Le témoignage d’un ancien employé en charge de l’analyse de rapport d’intervention en quête de la moindre irrégularité pour annuler le remboursement (et il la trouve toujours) est accablant.
Ca plus les preuves évidentes de collusions politico-médicale dans le bus d'enchérir tout le monde et on se rend compte que c'est bien le bordel, ce système US.
Voilà donc pour la première partie efficace dans le plus pur style de Michael Moore.
Michael Moore commence son périple à travers le monde par l’Angleterre, avant d’aller en France, puis à Cuba.
Dans chacun de ces pays, il s’émerveille du système public qu’il considère « gratuit » et plus efficace que le système ricain.
Il prend contact avec des expatriés américains qui semblent avoir choisi ces pays pour des raisons économico-médicales.

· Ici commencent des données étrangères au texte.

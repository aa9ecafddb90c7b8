use sea_orm::{ConnectionTrait, QueryFilter, prelude::*, sea_query::Expr};
use tracing::error;

use crate::{Campaign, CampaignStatus, EngineError, ResultEngine, campaigns};

use super::Engine;

impl Engine {
    /// Return a campaign snapshot from DB.
    pub async fn campaign(&self, campaign_id: &str) -> ResultEngine<Campaign> {
        let model = campaigns::Entity::find_by_id(campaign_id.to_string())
            .one(&self.database)
            .await?
            .ok_or_else(|| EngineError::CampaignNotFound(campaign_id.to_string()))?;
        Campaign::try_from(model)
    }

    /// Add a completed donation's net amount to its campaign.
    ///
    /// Must run inside the transaction that moved the donation to `completed`:
    /// the increment is a single SQL expression, and a missing campaign aborts
    /// the caller's transaction.
    pub(super) async fn record_completed_donation<C: ConnectionTrait>(
        &self,
        db: &C,
        campaign_id: &str,
        amount_minor: i64,
    ) -> ResultEngine<()> {
        let res = campaigns::Entity::update_many()
            .col_expr(
                campaigns::Column::CurrentMinor,
                Expr::col(campaigns::Column::CurrentMinor).add(amount_minor),
            )
            .filter(campaigns::Column::Id.eq(campaign_id.to_string()))
            .exec(db)
            .await?;
        if res.rows_affected == 0 {
            error!(campaign_id = %campaign_id, "completed donation references a missing campaign");
            return Err(EngineError::CampaignNotFound(campaign_id.to_string()));
        }
        Ok(())
    }

    pub(super) async fn require_active_campaign<C: ConnectionTrait>(
        &self,
        db: &C,
        campaign_id: &str,
    ) -> ResultEngine<Campaign> {
        let model = campaigns::Entity::find_by_id(campaign_id.to_string())
            .one(db)
            .await?
            .ok_or_else(|| EngineError::CampaignNotFound(campaign_id.to_string()))?;
        let campaign = Campaign::try_from(model)?;
        if campaign.status != CampaignStatus::Active {
            return Err(EngineError::CampaignInactive(format!(
                "{} is {}",
                campaign.id,
                campaign.status.as_str()
            )));
        }
        Ok(campaign)
    }
}
//! Push-payment gateway seam.
//!
//! A gateway validates subscriber numbers, starts a push payment on the
//! donor's handset and turns the provider's asynchronous confirmation into a
//! [`CallbackResult`]. It never touches the ledger.

use std::{collections::BTreeMap, fmt::Debug};

use async_trait::async_trait;
use thiserror::Error;

pub mod mpesa;

pub use mpesa::{MpesaConfig, MpesaGateway};

#[derive(Error, Debug, Clone, PartialEq, Eq)]
pub enum GatewayError {
    #[error("provider unreachable: {0}")]
    Unavailable(String),
    #[error("provider request timed out")]
    Timeout,
    #[error("provider rejected the request: {0}")]
    Rejected(String),
    #[error("gateway misconfigured: {0}")]
    Config(String),
    #[error("malformed callback: {0}")]
    MalformedCallback(String),
}

/// A push payment to start on the donor's handset.
#[derive(Clone, Debug, PartialEq, Eq)]
pub struct PushRequest {
    /// Normalized MSISDN (`254` followed by nine digits).
    pub phone: String,
    pub amount_minor: i64,
    /// Correlates the push with our donation on the provider statement.
    pub donation_ref: String,
    pub narrative: String,
}

/// The provider accepted the push; the outcome arrives later by callback.
#[derive(Clone, Debug, PartialEq)]
pub struct PushAccepted {
    /// Reference the callback will carry.
    pub reference: String,
    pub merchant_reference: Option<String>,
    pub customer_message: Option<String>,
    /// Provider response body, stored with the payment attempt.
    pub raw: serde_json::Value,
}

#[derive(Clone, Copy, Debug, PartialEq, Eq)]
pub enum PaymentOutcome {
    Success,
    Failure,
}

/// Provider-neutral view of a confirmation callback.
#[derive(Clone, Debug, PartialEq)]
pub struct CallbackResult {
    pub reference: String,
    pub outcome: PaymentOutcome,
    pub result_code: i64,
    pub description: String,
    pub provider_amount_minor: Option<i64>,
    pub receipt_number: Option<String>,
    pub phone: Option<String>,
    pub metadata: BTreeMap<String, serde_json::Value>,
}

#[async_trait]
pub trait PushGateway: Debug + Send + Sync {
    /// Provider name stored on payment attempts, e.g. `mpesa`.
    fn provider(&self) -> &'static str;

    fn validate_phone(&self, number: &str) -> bool {
        normalize_phone(number).is_some()
    }

    async fn initiate_push(&self, request: PushRequest) -> Result<PushAccepted, GatewayError>;

    /// Pure decoding of a callback body.
    fn parse_callback(&self, raw: &[u8]) -> Result<CallbackResult, GatewayError>;

    /// Body returned to the provider for every callback delivery.
    fn ack(&self) -> serde_json::Value;
}

/// Normalizes a Kenyan mobile number to `254XXXXXXXXX`.
///
/// Accepts `07…`/`01…` local forms and `2547…`/`2541…` international forms,
/// with or without a leading `+`. Spaces and dashes are ignored.
pub fn normalize_phone(number: &str) -> Option<String> {
    let compact: String = number
        .trim()
        .chars()
        .filter(|c| !matches!(c, ' ' | '-'))
        .collect();
    let digits = compact.strip_prefix('+').unwrap_or(&compact);
    if digits.is_empty() || !digits.chars().all(|c| c.is_ascii_digit()) {
        return None;
    }

    let subscriber = if let Some(rest) = digits.strip_prefix("254") {
        rest
    } else if let Some(rest) = digits.strip_prefix('0') {
        // `+0…` is not a valid form.
        if compact.starts_with('+') {
            return None;
        }
        rest
    } else {
        return None;
    };

    if subscriber.len() != 9 || !matches!(subscriber.as_bytes()[0], b'7' | b'1') {
        return None;
    }
    Some(format!("254{subscriber}"))
}
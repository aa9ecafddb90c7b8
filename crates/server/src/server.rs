use axum::{
    Router,
    extract::{Request, State},
    http::StatusCode,
    middleware::{self, Next},
    response::Response,
    routing::{get, post},
};
use axum_extra::{
    TypedHeader,
    headers::{Error as AxumError, Header},
};
use sea_orm::{DatabaseConnection, EntityTrait};

use std::sync::Arc;

use crate::{campaigns, donations, payments, schedules, user};
use engine::Engine;

static USER_HEADER: axum::http::HeaderName = axum::http::HeaderName::from_static("x-user-id");

#[derive(Clone)]
pub struct ServerState {
    pub engine: Arc<Engine>,
    pub db: DatabaseConnection,
}

/// `TypedHeader` for the caller identity.
///
/// The API sits behind a gateway that authenticates users and forwards their
/// id in the "x-user-id" header.
#[derive(Debug)]
struct UserHeader(String);

impl Header for UserHeader {
    fn name() -> &'static axum::http::HeaderName {
        &USER_HEADER
    }

    fn decode<'i, I>(values: &mut I) -> Result<Self, AxumError>
    where
        Self: Sized,
        I: Iterator<Item = &'i axum::http::HeaderValue>,
    {
        let value = values.next().ok_or_else(AxumError::invalid)?;
        let Ok(value) = value.to_str() else {
            return Err(AxumError::invalid());
        };
        let value = value.trim();
        if value.is_empty() {
            return Err(AxumError::invalid());
        }

        Ok(UserHeader(value.to_string()))
    }

    fn encode<E: Extend<axum::http::HeaderValue>>(&self, values: &mut E) {
        match axum::http::HeaderValue::from_str(&self.0) {
            Ok(value) => values.extend(std::iter::once(value)),
            Err(_) => tracing::error!("failed to encode x-user-id header"),
        }
    }
}

async fn auth(
    user_header: Option<TypedHeader<UserHeader>>,
    State(state): State<ServerState>,
    mut request: Request,
    next: Next,
) -> Result<Response, StatusCode> {
    let Some(TypedHeader(UserHeader(user_id))) = user_header else {
        return Err(StatusCode::UNAUTHORIZED);
    };

    let user = user::Entity::find_by_id(user_id)
        .one(&state.db)
        .await
        .map_err(|err| {
            tracing::error!("failed to load caller: {err}");
            StatusCode::INTERNAL_SERVER_ERROR
        })?
        .ok_or(StatusCode::UNAUTHORIZED)?;

    request.extensions_mut().insert(user);
    Ok(next.run(request).await)
}

fn router(state: ServerState) -> Router {
    let authenticated = Router::new()
        .route("/donations", post(donations::donation_new))
        .route("/donations/{id}", get(donations::status))
        .route("/donations/{id}/cancel", post(donations::cancel))
        .route("/donations/{id}/payments", post(payments::begin))
        .route("/donations/{id}/confirm", post(payments::confirm))
        .route("/donations/{id}/reject", post(payments::reject))
        .route("/campaigns/{id}", get(campaigns::get))
        .route("/schedules/{id}/cancel", post(schedules::cancel))
        .route("/schedules/{id}/reactivate", post(schedules::reactivate))
        .route_layer(middleware::from_fn_with_state(state.clone(), auth));

    // The provider cannot authenticate as a user.
    let callbacks = Router::new().route("/payments/mpesa/callback", post(payments::mpesa_callback));

    authenticated.merge(callbacks).with_state(state)
}

/// Build the API router around a shared engine.
pub fn app(engine: Arc<Engine>, db: DatabaseConnection) -> Router {
    router(ServerState { engine, db })
}

pub async fn run_with_listener(
    engine: Arc<Engine>,
    db: DatabaseConnection,
    listener: tokio::net::TcpListener,
) -> Result<(), std::io::Error> {
    let addr = listener.local_addr()?;
    tracing::info!("Server listening on {}", addr);

    axum::serve(listener, app(engine, db)).await
}
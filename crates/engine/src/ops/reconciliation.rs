//! Manual reconciliation for payment methods that cannot report their own
//! outcome (bank transfers and card slips).
//!
//! A donor claims a payment with the reference printed on their slip; staff
//! later confirm or reject the claim. Decisions go through
//! [`Engine::settle`](super::Engine), exactly like provider callbacks.

use chrono::Utc;
use sea_orm::{
    ActiveModelTrait, QueryFilter, QueryOrder, TransactionTrait, prelude::*, sea_query::Expr,
};
use serde_json::json;
use tracing::{info, warn};
use uuid::Uuid;

use crate::{
    ConfirmationStatus, Donation, DonationState, EngineError, ManualClaim, MoneyCents,
    Notification, PaymentAttempt, PaymentMethod, ResultEngine, Role,
    gateway::PaymentOutcome,
    payments, users,
    util::normalize_optional_text,
};

use super::{
    AttemptHandle, Engine,
    settlement::{CallbackDisposition, Settlement},
    with_tx,
};

impl Engine {
    /// Record a donor's manual payment claim.
    ///
    /// The first claim moves a `pending` donation to `processing`. A later claim
    /// on a `processing` donation replaces the earlier one: older pending
    /// attempts are rejected and the donation takes the new reference. Staff
    /// are notified once the claim is stored.
    pub async fn submit_manual_payment(
        &self,
        donation_id: Uuid,
        donor_id: &str,
        claim: ManualClaim,
    ) -> ResultEngine<AttemptHandle> {
        let reference = claim.reference.trim().to_string();
        if reference.is_empty() {
            return Err(EngineError::Validation(
                "payment reference must not be empty".to_string(),
            ));
        }
        let receipt_url = normalize_optional_text(claim.receipt_url.as_deref());
        let now = Utc::now();

        let recorded: ResultEngine<(Donation, PaymentAttempt)> = with_tx!(self, |db_tx| {
            let donation = self.owned_donation(&db_tx, donation_id, donor_id).await?;
            if !donation.method.is_manual() {
                return Err(EngineError::Validation(format!(
                    "{} donations settle through the payment provider",
                    donation.method.as_str()
                )));
            }

            let mut attempt = PaymentAttempt::new(
                donation.id,
                donation.method.as_str(),
                reference.clone(),
                donation.amount_minor,
                now,
            );
            attempt.provider_payload = Some(json!({ "receipt_url": receipt_url }).to_string());

            match donation.state {
                DonationState::Pending => {
                    let model: payments::ActiveModel = (&attempt).into();
                    model.insert(&db_tx).await?;
                    if !self
                        .start_processing(&db_tx, donation.id, &reference, now)
                        .await?
                    {
                        return Err(EngineError::InvalidState(
                            "donation changed while the claim was recorded".to_string(),
                        ));
                    }
                }
                DonationState::Processing => {
                    let confirmed = payments::Entity::find()
                        .filter(payments::Column::DonationId.eq(donation.id.to_string()))
                        .filter(
                            payments::Column::ConfirmationStatus
                                .eq(ConfirmationStatus::Confirmed.as_str()),
                        )
                        .one(&db_tx)
                        .await?;
                    if confirmed.is_some() {
                        return Err(EngineError::InvalidState(
                            "payment already confirmed".to_string(),
                        ));
                    }
                    payments::Entity::update_many()
                        .col_expr(
                            payments::Column::ConfirmationStatus,
                            Expr::value(ConfirmationStatus::Rejected.as_str()),
                        )
                        .col_expr(payments::Column::UpdatedAt, Expr::value(now))
                        .filter(payments::Column::DonationId.eq(donation.id.to_string()))
                        .filter(
                            payments::Column::ConfirmationStatus
                                .eq(ConfirmationStatus::Pending.as_str()),
                        )
                        .exec(&db_tx)
                        .await?;
                    let model: payments::ActiveModel = (&attempt).into();
                    model.insert(&db_tx).await?;
                    let res = crate::donations::Entity::update_many()
                        .col_expr(
                            crate::donations::Column::TransactionReference,
                            Expr::value(reference.as_str()),
                        )
                        .col_expr(crate::donations::Column::UpdatedAt, Expr::value(now))
                        .filter(crate::donations::Column::Id.eq(donation.id.to_string()))
                        .filter(
                            crate::donations::Column::State
                                .eq(DonationState::Processing.as_str()),
                        )
                        .exec(&db_tx)
                        .await?;
                    if res.rows_affected == 0 {
                        return Err(EngineError::InvalidState(
                            "donation changed while the claim was recorded".to_string(),
                        ));
                    }
                }
                DonationState::Completed | DonationState::Failed => {
                    return Err(EngineError::InvalidState(format!(
                        "donation is {}",
                        donation.state
                    )));
                }
            }
            Ok((donation, attempt))
        });
        let (donation, attempt) = recorded?;

        info!(
            donation_id = %donation.id,
            reference = %reference,
            method = donation.method.as_str(),
            "manual payment claim recorded"
        );
        self.notify_staff(&donation, &reference).await;

        Ok(AttemptHandle {
            donation_id: donation.id,
            payment_id: attempt.id,
            provider: attempt.provider,
            reference,
            state: DonationState::Processing,
            customer_message: None,
        })
    }

    /// Confirm a manual payment claim. Staff only.
    ///
    /// Confirming the same reference twice returns the completed donation
    /// without crediting the campaign again.
    pub async fn confirm_bank_transfer(
        &self,
        donation_id: Uuid,
        admin_id: &str,
        reference: &str,
    ) -> ResultEngine<Donation> {
        self.require_staff(admin_id).await?;
        let note = format!("confirmed by {admin_id}");
        self.decide_manual_claim(donation_id, reference, PaymentOutcome::Success, note)
            .await
    }

    /// Reject a manual payment claim, failing the donation. Staff only.
    pub async fn reject_bank_transfer(
        &self,
        donation_id: Uuid,
        admin_id: &str,
        reference: &str,
        reason: &str,
    ) -> ResultEngine<Donation> {
        self.require_staff(admin_id).await?;
        let note = format!("rejected by {admin_id}: {}", reason.trim());
        self.decide_manual_claim(donation_id, reference, PaymentOutcome::Failure, note)
            .await
    }

    async fn decide_manual_claim(
        &self,
        donation_id: Uuid,
        reference: &str,
        outcome: PaymentOutcome,
        note: String,
    ) -> ResultEngine<Donation> {
        let reference = reference.trim();
        with_tx!(self, |db_tx| {
            let donation = self.load_donation(&db_tx, donation_id).await?;
            if !donation.method.is_manual() {
                return Err(EngineError::InvalidState(format!(
                    "{} donations are settled by the payment provider",
                    donation.method.as_str()
                )));
            }

            let already_decided = match outcome {
                PaymentOutcome::Success => DonationState::Completed,
                PaymentOutcome::Failure => DonationState::Failed,
            };
            let same_claim = donation.transaction_reference.as_deref() == Some(reference);
            match donation.state {
                DonationState::Processing if same_claim => {}
                DonationState::Processing => {
                    return Err(EngineError::InvalidState(format!(
                        "claim {reference} was superseded by a newer claim"
                    )));
                }
                state if state == already_decided && same_claim => {}
                state => {
                    return Err(EngineError::InvalidState(format!("donation is {state}")));
                }
            }

            let model = payments::Entity::find()
                .filter(payments::Column::DonationId.eq(donation.id.to_string()))
                .filter(payments::Column::ProviderReference.eq(reference))
                .order_by_desc(payments::Column::CreatedAt)
                .one(&db_tx)
                .await?
                .ok_or_else(|| {
                    EngineError::InvalidState(format!("no claim with reference {reference}"))
                })?;
            let attempt = PaymentAttempt::try_from(model)?;

            let settlement = Settlement {
                outcome,
                receipt_number: None,
                provider_amount_minor: None,
                payload: None,
                note,
            };
            match self.settle(&db_tx, attempt, settlement).await? {
                CallbackDisposition::Completed(_)
                | CallbackDisposition::Failed(_)
                | CallbackDisposition::Duplicate(_) => self.load_donation(&db_tx, donation.id).await,
                _ => Err(EngineError::InvalidState(format!(
                    "claim {reference} is no longer the current claim"
                ))),
            }
        })
    }

    /// Tell every admin and finance user about a new claim. Failures are logged.
    async fn notify_staff(&self, donation: &Donation, reference: &str) {
        let staff = match users::Entity::find()
            .filter(users::Column::Role.is_in([Role::Admin.as_str(), Role::Finance.as_str()]))
            .all(&self.database)
            .await
        {
            Ok(staff) => staff,
            Err(err) => {
                warn!(donation_id = %donation.id, error = %err, "could not load reconciliation staff");
                return;
            }
        };

        let (kind, title) = match donation.method {
            PaymentMethod::Card => ("card_payment_pending", "Card Payment Pending"),
            _ => ("bank_transfer_pending", "Bank Transfer Pending"),
        };
        for user in staff {
            let notification = Notification::new(
                user.id,
                kind,
                title,
                format!(
                    "Donation {} of {} awaits reconciliation (reference {reference})",
                    donation.id,
                    MoneyCents::new(donation.amount_minor)
                ),
            )
            .action_ref(format!("/admin/reconciliation?donation_id={}", donation.id));
            self.notify_quietly(notification).await;
        }
    }
}
use axum::{Json, http::StatusCode, response::IntoResponse};
use engine::EngineError;

use api_types::ErrorBody;
pub use server::{ServerState, app, run_with_listener};

mod campaigns;
mod donations;
mod payments;
mod schedules;
mod server;
mod user;

pub mod types {
    pub mod donation {
        pub use api_types::donation::{Donation, DonationNew};
    }

    pub mod payment {
        pub use api_types::payment::{PaymentAttempt, PaymentBegin, PaymentStarted, PaymentStatus};
    }

    pub mod reconciliation {
        pub use api_types::reconciliation::ClaimDecision;
    }

    pub mod campaign {
        pub use api_types::campaign::Campaign;
    }

    pub mod schedule {
        pub use api_types::schedule::Schedule;
    }
}

pub enum ServerError {
    Engine(EngineError),
    Generic(String),
}

fn status_for_engine_error(err: &EngineError) -> StatusCode {
    match err {
        EngineError::Forbidden(_) => StatusCode::FORBIDDEN,
        EngineError::CampaignNotFound(_)
        | EngineError::DonationNotFound(_)
        | EngineError::ScheduleNotFound(_) => StatusCode::NOT_FOUND,
        EngineError::InvalidState(_) | EngineError::CampaignInactive(_) => StatusCode::CONFLICT,
        EngineError::InvalidPhone(_)
        | EngineError::InvalidAmount(_)
        | EngineError::Validation(_)
        | EngineError::UnsupportedFrequency(_)
        | EngineError::MalformedCallback(_) => StatusCode::UNPROCESSABLE_ENTITY,
        EngineError::ProviderRejected(_) => StatusCode::BAD_GATEWAY,
        EngineError::ProviderUnavailable(_) => StatusCode::SERVICE_UNAVAILABLE,
        EngineError::Database(_) => StatusCode::INTERNAL_SERVER_ERROR,
    }
}

fn message_for_engine_error(err: EngineError) -> String {
    match err {
        EngineError::Database(db_err) => {
            tracing::error!("database error: {db_err}");
            "internal server error".to_string()
        }
        other => other.to_string(),
    }
}

impl IntoResponse for ServerError {
    fn into_response(self) -> axum::response::Response {
        let (status, code, error) = match self {
            ServerError::Engine(err) => (
                status_for_engine_error(&err),
                err.code().to_string(),
                message_for_engine_error(err),
            ),
            ServerError::Generic(err) => (StatusCode::BAD_REQUEST, "bad_request".to_string(), err),
        };

        (status, Json(ErrorBody { code, error })).into_response()
    }
}

impl From<EngineError> for ServerError {
    fn from(value: EngineError) -> Self {
        Self::Engine(value)
    }
}
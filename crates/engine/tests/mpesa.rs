use engine::gateway::{GatewayError, MpesaConfig, MpesaGateway, PushGateway, PushRequest};
use serde_json::json;
use wiremock::{
    Mock, MockServer, ResponseTemplate,
    matchers::{body_partial_json, header, header_exists, method, path, query_param},
};

fn config(base_url: &str) -> MpesaConfig {
    MpesaConfig {
        base_url: base_url.to_string(),
        consumer_key: "key".to_string(),
        consumer_secret: "secret".to_string(),
        shortcode: "174379".to_string(),
        passkey: "passkey".to_string(),
        callback_url: "https://harambee.example.org/api/payments/mpesa/callback".to_string(),
        transaction_type: "CustomerPayBillOnline".to_string(),
        timeout_secs: 5,
    }
}

fn request() -> PushRequest {
    PushRequest {
        phone: "254712345678".to_string(),
        amount_minor: 1000,
        donation_ref: "0f8c7a1d2e3b4c5d".to_string(),
        narrative: "Donation Clean Water".to_string(),
    }
}

async fn mount_token(server: &MockServer, expected_calls: u64) {
    Mock::given(method("GET"))
        .and(path("/oauth/v1/generate"))
        .and(query_param("grant_type", "client_credentials"))
        .and(header_exists("authorization"))
        .respond_with(ResponseTemplate::new(200).set_body_json(json!({
            "access_token": "tok-1",
            "expires_in": "3599"
        })))
        .expect(expected_calls)
        .mount(server)
        .await;
}

#[tokio::test]
async fn push_sends_stk_request_and_returns_reference() {
    let server = MockServer::start().await;
    mount_token(&server, 1).await;
    Mock::given(method("POST"))
        .and(path("/mpesa/stkpush/v1/processrequest"))
        .and(header("authorization", "Bearer tok-1"))
        .and(body_partial_json(json!({
            "BusinessShortCode": "174379",
            "TransactionType": "CustomerPayBillOnline",
            "Amount": 10,
            "PartyA": "254712345678",
            "PartyB": "174379",
            "PhoneNumber": "254712345678",
            "CallBackURL": "https://harambee.example.org/api/payments/mpesa/callback",
            "AccountReference": "0f8c7a1d2e3b",
            "TransactionDesc": "Donation Clea"
        })))
        .respond_with(ResponseTemplate::new(200).set_body_json(json!({
            "MerchantRequestID": "29115-34620561-1",
            "CheckoutRequestID": "ws_CO_191220191020363925",
            "ResponseCode": "0",
            "ResponseDescription": "Success. Request accepted for processing",
            "CustomerMessage": "Success. Request accepted for processing"
        })))
        .expect(2)
        .mount(&server)
        .await;

    let gateway = MpesaGateway::new(config(&server.uri())).unwrap();
    let accepted = gateway.initiate_push(request()).await.unwrap();
    assert_eq!(accepted.reference, "ws_CO_191220191020363925");
    assert_eq!(accepted.merchant_reference.as_deref(), Some("29115-34620561-1"));
    assert_eq!(accepted.raw["ResponseCode"], "0");

    // The cached token is reused.
    gateway.initiate_push(request()).await.unwrap();
}

#[tokio::test]
async fn non_zero_response_code_is_a_rejection() {
    let server = MockServer::start().await;
    mount_token(&server, 1).await;
    Mock::given(method("POST"))
        .and(path("/mpesa/stkpush/v1/processrequest"))
        .respond_with(ResponseTemplate::new(200).set_body_json(json!({
            "ResponseCode": "1",
            "ResponseDescription": "Invalid PhoneNumber"
        })))
        .mount(&server)
        .await;

    let gateway = MpesaGateway::new(config(&server.uri())).unwrap();
    let err = gateway.initiate_push(request()).await.unwrap_err();
    assert_eq!(err, GatewayError::Rejected("Invalid PhoneNumber".to_string()));
}

#[tokio::test]
async fn server_errors_mean_unavailable() {
    let server = MockServer::start().await;
    mount_token(&server, 1).await;
    Mock::given(method("POST"))
        .and(path("/mpesa/stkpush/v1/processrequest"))
        .respond_with(ResponseTemplate::new(503).set_body_json(json!({
            "errorCode": "503.001.01",
            "errorMessage": "Service Unavailable"
        })))
        .mount(&server)
        .await;

    let gateway = MpesaGateway::new(config(&server.uri())).unwrap();
    let err = gateway.initiate_push(request()).await.unwrap_err();
    assert!(matches!(err, GatewayError::Unavailable(msg) if msg.contains("503.001.01")));
}

#[tokio::test]
async fn unauthorized_push_drops_cached_token() {
    let server = MockServer::start().await;
    mount_token(&server, 2).await;
    Mock::given(method("POST"))
        .and(path("/mpesa/stkpush/v1/processrequest"))
        .respond_with(ResponseTemplate::new(401).set_body_json(json!({
            "errorCode": "404.001.03",
            "errorMessage": "Invalid Access Token"
        })))
        .mount(&server)
        .await;

    let gateway = MpesaGateway::new(config(&server.uri())).unwrap();
    let err = gateway.initiate_push(request()).await.unwrap_err();
    assert!(matches!(err, GatewayError::Rejected(_)));
    // A second push fetches a fresh token.
    gateway.initiate_push(request()).await.unwrap_err();
}

#[tokio::test]
async fn token_failure_is_reported() {
    let server = MockServer::start().await;
    Mock::given(method("GET"))
        .and(path("/oauth/v1/generate"))
        .respond_with(ResponseTemplate::new(400).set_body_string("Bad Request"))
        .mount(&server)
        .await;

    let gateway = MpesaGateway::new(config(&server.uri())).unwrap();
    let err = gateway.initiate_push(request()).await.unwrap_err();
    assert!(matches!(err, GatewayError::Rejected(msg) if msg.contains("400")));
}

#[tokio::test]
async fn fractional_amounts_never_reach_the_provider() {
    let server = MockServer::start().await;
    mount_token(&server, 0).await;

    let gateway = MpesaGateway::new(config(&server.uri())).unwrap();
    let mut push = request();
    push.amount_minor = 1050;
    let err = gateway.initiate_push(push).await.unwrap_err();
    assert!(matches!(err, GatewayError::Rejected(_)));
}

#[test]
fn missing_credentials_are_a_config_error() {
    let mut cfg = config("https://sandbox.safaricom.co.ke");
    cfg.passkey = String::new();
    let err = MpesaGateway::new(cfg).unwrap_err();
    assert_eq!(err, GatewayError::Config("mpesa.passkey must be set".to_string()));
}
//! Campaigns table.
//!
//! Campaign content is managed elsewhere; the engine only reads `status` and
//! maintains `current_minor`.

use chrono::{DateTime, Utc};
use sea_orm::{ActiveValue, entity::prelude::*};
use serde::{Deserialize, Serialize};

use crate::EngineError;

#[derive(Clone, Copy, Debug, PartialEq, Eq, Hash, Serialize, Deserialize)]
#[serde(rename_all = "snake_case")]
pub enum CampaignStatus {
    Active,
    Paused,
    Completed,
    Archived,
}

impl CampaignStatus {
    pub fn as_str(self) -> &'static str {
        match self {
            Self::Active => "active",
            Self::Paused => "paused",
            Self::Completed => "completed",
            Self::Archived => "archived",
        }
    }
}

impl TryFrom<&str> for CampaignStatus {
    type Error = EngineError;

    fn try_from(value: &str) -> Result<Self, Self::Error> {
        match value {
            "active" => Ok(Self::Active),
            "paused" => Ok(Self::Paused),
            "completed" => Ok(Self::Completed),
            "archived" => Ok(Self::Archived),
            other => Err(EngineError::InvalidState(format!(
                "unknown campaign status: {other}"
            ))),
        }
    }
}

#[derive(Clone, Debug, PartialEq, Eq, Serialize, Deserialize)]
pub struct Campaign {
    pub id: String,
    pub title: String,
    pub status: CampaignStatus,
    pub goal_minor: i64,
    /// Sum of net amounts of completed donations.
    pub current_minor: i64,
    pub created_at: DateTime<Utc>,
}

impl Campaign {
    pub fn new(id: String, title: String, goal_minor: i64, created_at: DateTime<Utc>) -> Self {
        Self {
            id,
            title,
            status: CampaignStatus::Active,
            goal_minor,
            current_minor: 0,
            created_at,
        }
    }
}

#[derive(Clone, Debug, PartialEq, DeriveEntityModel)]
#[sea_orm(table_name = "campaigns")]
pub struct Model {
    #[sea_orm(primary_key, auto_increment = false)]
    pub id: String,
    pub title: String,
    pub status: String,
    pub goal_minor: i64,
    pub current_minor: i64,
    pub created_at: DateTimeUtc,
}

#[derive(Copy, Clone, Debug, EnumIter, DeriveRelation)]
pub enum Relation {
    #[sea_orm(has_many = "super::donations::Entity")]
    Donations,
}

impl Related<super::donations::Entity> for Entity {
    fn to() -> RelationDef {
        Relation::Donations.def()
    }
}

impl ActiveModelBehavior for ActiveModel {}

impl From<&Campaign> for ActiveModel {
    fn from(value: &Campaign) -> Self {
        Self {
            id: ActiveValue::Set(value.id.clone()),
            title: ActiveValue::Set(value.title.clone()),
            status: ActiveValue::Set(value.status.as_str().to_string()),
            goal_minor: ActiveValue::Set(value.goal_minor),
            current_minor: ActiveValue::Set(value.current_minor),
            created_at: ActiveValue::Set(value.created_at),
        }
    }
}

impl TryFrom<Model> for Campaign {
    type Error = EngineError;

    fn try_from(model: Model) -> Result<Self, Self::Error> {
        Ok(Self {
            id: model.id,
            title: model.title,
            status: CampaignStatus::try_from(model.status.as_str())?,
            goal_minor: model.goal_minor,
            current_minor: model.current_minor,
            created_at: model.created_at,
        })
    }
}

C’est là que le film perd un peu de son sérieux et on Moore semble trouver le système parfait, ce qui, pour toute personne l’utilisant n’est pas forcement vrai.
Certes, nous jouissons d’un système plus juste que celui des Etats-Unis, mais pas suffisamment parfait pour en faire l’apologie comme c’est le cas dans le film.
C’est la principale critique qui est adressé au film et même si je trouve que les détracteurs anti-Moore en font un cas plus gros qu’il n’est réellement (ce qui est exposé dans le film est vrai, cependant certains points sont passé sous silence), il me paraissait nécessaire de le signaler.
C’est donc du bon Michael Moore que je conseille à tous.